Improving Visual Utility of Differentially Private Scatterplots
Introduction
In Summer 2023, I did research under Professor Anand D. Sarwate as part of the Center for Discrete Mathematics and Theoretical Computer Science (DIMACS) at Rutger University with a partnership with Charles University.
I worked on evaluating and improving the visual utility of differentially private data. During this time, I created a Python framework to generate differentially private scatterplots with different post-processing techniques based on user-chosen parameters and datasets.

I then used this framework to run an experiment on two CDC datasets to evaluate post-processing techniques on visual utility. Ultimately, I presented this research to peers and professors during the Midsummer Combinatorial Workshop at Charles University, Prague!

View the github repo with my final paper, final presentation, and code here!

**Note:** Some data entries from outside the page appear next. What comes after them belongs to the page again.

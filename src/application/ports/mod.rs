//! Ports - Boundaries between the application and the outside world

pub mod inbound;
pub mod outbound;
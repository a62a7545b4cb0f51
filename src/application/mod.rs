//! Application layer - Use cases and the ports they depend on

pub mod dto;
pub mod ports;
pub mod services;
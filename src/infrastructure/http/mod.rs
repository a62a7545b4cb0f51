//! HTTP REST API routes

mod actor_routes;
mod area_routes;
mod scene_routes;

use axum::{
    routing::{delete, get, post, put},
    Router,
};
use std::sync::Arc;

use crate::infrastructure::state::AppState;

/// Create all API routes
pub fn create_routes() -> Router<Arc<AppState>> {
    Router::new()
        // Scene routes
        .route("/api/scenes", post(scene_routes::create_scene))
        .route("/api/scenes/current", get(scene_routes::get_current_scene))
        .route("/api/scenes/current", put(scene_routes::set_current_scene))
        .route("/api/scenes/{scene_id}", get(scene_routes::get_scene))
        .route("/api/scenes/{scene_id}", put(scene_routes::replace_scene))
        .route("/api/scenes/{scene_id}/tokens", post(scene_routes::add_token))
        .route(
            "/api/scenes/{scene_id}/tokens/{token_id}/position",
            put(scene_routes::move_token),
        )
        .route(
            "/api/scenes/{scene_id}/templates",
            post(scene_routes::place_template),
        )
        .route(
            "/api/scenes/{scene_id}/templates/{template_id}",
            delete(scene_routes::remove_template),
        )
        // Actor and message routes
        .route("/api/actors", post(actor_routes::create_actor))
        .route("/api/actors/{id}", get(actor_routes::get_actor))
        .route("/api/actors/{id}", put(actor_routes::replace_actor))
        .route("/api/messages", post(actor_routes::create_message))
        // Area effect routes
        .route("/api/refresh", post(area_routes::refresh_current))
        .route("/api/scenes/{scene_id}/refresh", post(area_routes::refresh_scene))
        .route(
            "/api/scenes/{scene_id}/templates/{template_id}/tokens",
            get(area_routes::tokens_in_template),
        )
        .route("/api/notifications", get(area_routes::list_notifications))
}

View the Blog I kept during research here!
Abstract
In data-driven research fields like healthcare and technology, access to sensitive individual information is crucial for generating valuable insights. However, privacy regulations pose challenges for publishing such data, hindering researchers’ access. Differential privacy has emerged as a promising solution, allowing researchers to learn from sensitive data while protecting individual privacy. This research focuses on generating differentially private scatterplots, a common data visualization tool, while retaining visual utility. The approach combines strategies of partitioning data, adding calibrated noise, and post-processing to suppress noise. The study explores factors like ε (privacy level), algorithms, bin size, data distribution, and sample size to understand their impact on visual utility. Two small datasets are used, derived from the US Census and World Health Organization, with direct application for Differential Privacy. The results highlight the trade-offs between privacy and visualization integrity, aiding researchers in making informed decisions to balance privacy and data visualization accuracy. Future directions include exploring more sophisticated point regeneration techniques and integrating differentially private heatmaps techniques to improve visual accuracy
Acknowledgements
I would like to acknowledge the NSF for supporting my research this summer under grant CNS-2150186, as well as the DIMACS program for the opportunity to research.